### Exercise instructions
For the string "candidate", find every matching line in the records and copy it.

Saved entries
^^^^^^^^
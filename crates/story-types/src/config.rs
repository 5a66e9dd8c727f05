//! Configuration loading for story-cluster.
//!
//! Layered config: defaults -> config file -> env vars -> CLI flags.
//! Default config file lives at ~/.config/story-cluster/config.toml.

use config::{Config, Environment, File};
use directories::ProjectDirs;
use serde::{Deserialize, Serialize};
use std::path::PathBuf;

use crate::error::StoryError;

/// Thresholds evaluated by a sweep when none are given explicitly.
pub const DEFAULT_SWEEP_THRESHOLDS: &[f64] = &[0.78, 0.82, 0.86, 0.88, 0.90, 0.92, 0.94];

/// Upper bound on the lookback window (one week).
pub const MAX_LOOKBACK_HOURS: u32 = 168;

/// Clustering, calibration and report settings for a run.
#[derive(Debug, Clone, Serialize, Deserialize)]
pub struct ClusteringSettings {
    /// Lookback window in hours; clamped to 1..=168 when used
    #[serde(default = "default_lookback_hours")]
    pub lookback_hours: u32,

    /// Minimum cosine similarity for an edge
    #[serde(default = "default_threshold")]
    pub threshold: f64,

    /// Clusters with fewer members are dropped
    #[serde(default = "default_min_cluster_size")]
    pub min_cluster_size: usize,

    /// Clusters spanning more days than this are dropped
    #[serde(default = "default_max_day_span")]
    pub max_day_span: f64,

    /// Thresholds evaluated by `sweep`
    #[serde(default = "default_sweep_thresholds")]
    pub sweep_thresholds: Vec<f64>,

    /// Compare fresh clusters with the persisted clustering
    #[serde(default)]
    pub reconcile: bool,

    /// Minimum members for a story candidate
    #[serde(default = "default_story_min_items")]
    pub story_min_items: usize,

    /// Minimum distinct authors for a story candidate
    #[serde(default = "default_story_min_authors")]
    pub story_min_authors: usize,

    /// Size at which a sweep counts a cluster as story-like
    #[serde(default = "default_story_like_size")]
    pub story_like_size: usize,

    /// Members sampled for coherence once a cluster exceeds this many
    #[serde(default = "default_coherence_sample_cap")]
    pub coherence_sample_cap: usize,

    /// Maximum tokens kept per item
    #[serde(default = "default_token_cap")]
    pub token_cap: usize,

    /// Seed for the coherence sampler; unseeded runs are not reproducible
    #[serde(default)]
    pub coherence_seed: Option<u64>,

    /// Items fetched per page from the item store
    #[serde(default = "default_page_size")]
    pub page_size: usize,

    /// Headlines sampled into each cluster record
    #[serde(default = "default_headline_samples")]
    pub headline_samples: usize,

    /// Member count at which a cluster is flagged as a mega cluster
    #[serde(default = "default_mega_cluster_size")]
    pub mega_cluster_size: usize,

    /// Coherence below this flags a cluster as low-coherence
    #[serde(default = "default_low_coherence_threshold")]
    pub low_coherence_threshold: f64,

    /// Low-coherence flag only applies at or above this size
    #[serde(default = "default_low_coherence_min_size")]
    pub low_coherence_min_size: usize,
}

fn default_lookback_hours() -> u32 {
    24
}

fn default_threshold() -> f64 {
    0.86
}

fn default_min_cluster_size() -> usize {
    2
}

fn default_max_day_span() -> f64 {
    3.0
}

fn default_sweep_thresholds() -> Vec<f64> {
    DEFAULT_SWEEP_THRESHOLDS.to_vec()
}

fn default_story_min_items() -> usize {
    3
}

fn default_story_min_authors() -> usize {
    2
}

fn default_story_like_size() -> usize {
    3
}

fn default_coherence_sample_cap() -> usize {
    40
}

fn default_token_cap() -> usize {
    240
}

fn default_page_size() -> usize {
    1000
}

fn default_headline_samples() -> usize {
    3
}

fn default_mega_cluster_size() -> usize {
    50
}

fn default_low_coherence_threshold() -> f64 {
    0.10
}

fn default_low_coherence_min_size() -> usize {
    3
}

impl Default for ClusteringSettings {
    fn default() -> Self {
        Self {
            lookback_hours: default_lookback_hours(),
            threshold: default_threshold(),
            min_cluster_size: default_min_cluster_size(),
            max_day_span: default_max_day_span(),
            sweep_thresholds: default_sweep_thresholds(),
            reconcile: false,
            story_min_items: default_story_min_items(),
            story_min_authors: default_story_min_authors(),
            story_like_size: default_story_like_size(),
            coherence_sample_cap: default_coherence_sample_cap(),
            token_cap: default_token_cap(),
            coherence_seed: None,
            page_size: default_page_size(),
            headline_samples: default_headline_samples(),
            mega_cluster_size: default_mega_cluster_size(),
            low_coherence_threshold: default_low_coherence_threshold(),
            low_coherence_min_size: default_low_coherence_min_size(),
        }
    }
}

impl ClusteringSettings {
    /// Lookback window actually used: at least one hour, at most a week.
    pub fn effective_lookback_hours(&self) -> u32 {
        self.lookback_hours.clamp(1, MAX_LOOKBACK_HOURS)
    }

    /// Validate configuration values.
    pub fn validate(&self) -> Result<(), String> {
        let in_range = |t: f64| (-1.0..=1.0).contains(&t);
        if !in_range(self.threshold) {
            return Err(format!("threshold must be -1.0..=1.0, got {}", self.threshold));
        }
        if let Some(bad) = self.sweep_thresholds.iter().find(|t| !in_range(**t)) {
            return Err(format!("sweep threshold must be -1.0..=1.0, got {}", bad));
        }
        if self.min_cluster_size == 0 {
            return Err("min_cluster_size must be > 0".to_string());
        }
        if self.max_day_span.is_nan() || self.max_day_span < 0.0 {
            return Err(format!("max_day_span must be >= 0, got {}", self.max_day_span));
        }
        if self.page_size == 0 {
            return Err("page_size must be > 0".to_string());
        }
        if self.coherence_sample_cap < 2 {
            return Err("coherence_sample_cap must be >= 2".to_string());
        }
        Ok(())
    }
}

/// Main application settings
#[derive(Debug, Clone, Serialize, Deserialize)]
pub struct Settings {
    /// Path to RocksDB item store
    #[serde(default = "default_db_path")]
    pub db_path: String,

    /// Directory receiving report artifacts
    #[serde(default = "default_report_dir")]
    pub report_dir: String,

    /// Log level (trace, debug, info, warn, error)
    #[serde(default = "default_log_level")]
    pub log_level: String,

    /// Clustering settings
    #[serde(default)]
    pub clustering: ClusteringSettings,
}

fn default_db_path() -> String {
    ProjectDirs::from("", "", "story-cluster")
        .map(|p| p.data_local_dir().join("db"))
        .unwrap_or_else(|| PathBuf::from("./data"))
        .to_string_lossy()
        .to_string()
}

fn default_report_dir() -> String {
    ProjectDirs::from("", "", "story-cluster")
        .map(|p| p.data_local_dir().join("reports"))
        .unwrap_or_else(|| PathBuf::from("./reports"))
        .to_string_lossy()
        .to_string()
}

fn default_log_level() -> String {
    "info".to_string()
}

impl Default for Settings {
    fn default() -> Self {
        Self {
            db_path: default_db_path(),
            report_dir: default_report_dir(),
            log_level: default_log_level(),
            clustering: ClusteringSettings::default(),
        }
    }
}

impl Settings {
    /// Load settings with layered precedence:
    /// 1. Built-in defaults
    /// 2. Config file (~/.config/story-cluster/config.toml)
    /// 3. CLI-specified config file (optional)
    /// 4. Environment variables (STORY_*, nested with `__`)
    ///
    /// CLI flags should be applied by the caller after this returns.
    pub fn load(cli_config_path: Option<&str>) -> Result<Self, StoryError> {
        let config_dir = ProjectDirs::from("", "", "story-cluster")
            .map(|p| p.config_dir().to_path_buf())
            .unwrap_or_else(|| PathBuf::from("."));

        let default_config_path = config_dir.join("config");

        let mut builder = Config::builder()
            .set_default("db_path", default_db_path())
            .map_err(|e| StoryError::Config(e.to_string()))?
            .set_default("report_dir", default_report_dir())
            .map_err(|e| StoryError::Config(e.to_string()))?
            .set_default("log_level", default_log_level())
            .map_err(|e| StoryError::Config(e.to_string()))?
            .add_source(File::with_name(&default_config_path.to_string_lossy()).required(false));

        if let Some(path) = cli_config_path {
            builder = builder.add_source(File::with_name(path).required(true));
        }

        // Format: STORY_DB_PATH, STORY_CLUSTERING__THRESHOLD,
        // STORY_CLUSTERING__SWEEP_THRESHOLDS=0.8,0.9
        builder = builder.add_source(
            Environment::with_prefix("STORY")
                .prefix_separator("_")
                .separator("__")
                .list_separator(",")
                .with_list_parse_key("clustering.sweep_thresholds")
                .try_parsing(true),
        );

        let config = builder
            .build()
            .map_err(|e| StoryError::Config(e.to_string()))?;

        let settings: Settings = config
            .try_deserialize()
            .map_err(|e| StoryError::Config(e.to_string()))?;

        settings
            .clustering
            .validate()
            .map_err(StoryError::Config)?;

        Ok(settings)
    }

    /// Expand ~ in db_path to actual home directory
    pub fn expanded_db_path(&self) -> PathBuf {
        expand_home(&self.db_path)
    }

    /// Expand ~ in report_dir to actual home directory
    pub fn expanded_report_dir(&self) -> PathBuf {
        expand_home(&self.report_dir)
    }
}

fn expand_home(path: &str) -> PathBuf {
    if let Some(rest) = path.strip_prefix("~/") {
        if let Some(home) = directories::BaseDirs::new().map(|d| d.home_dir().to_path_buf()) {
            return home.join(rest);
        }
    }
    PathBuf::from(path)
}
^^^^^^^^
### Expected answer
    /// Minimum members for a story candidate
    /// Minimum distinct authors for a story candidate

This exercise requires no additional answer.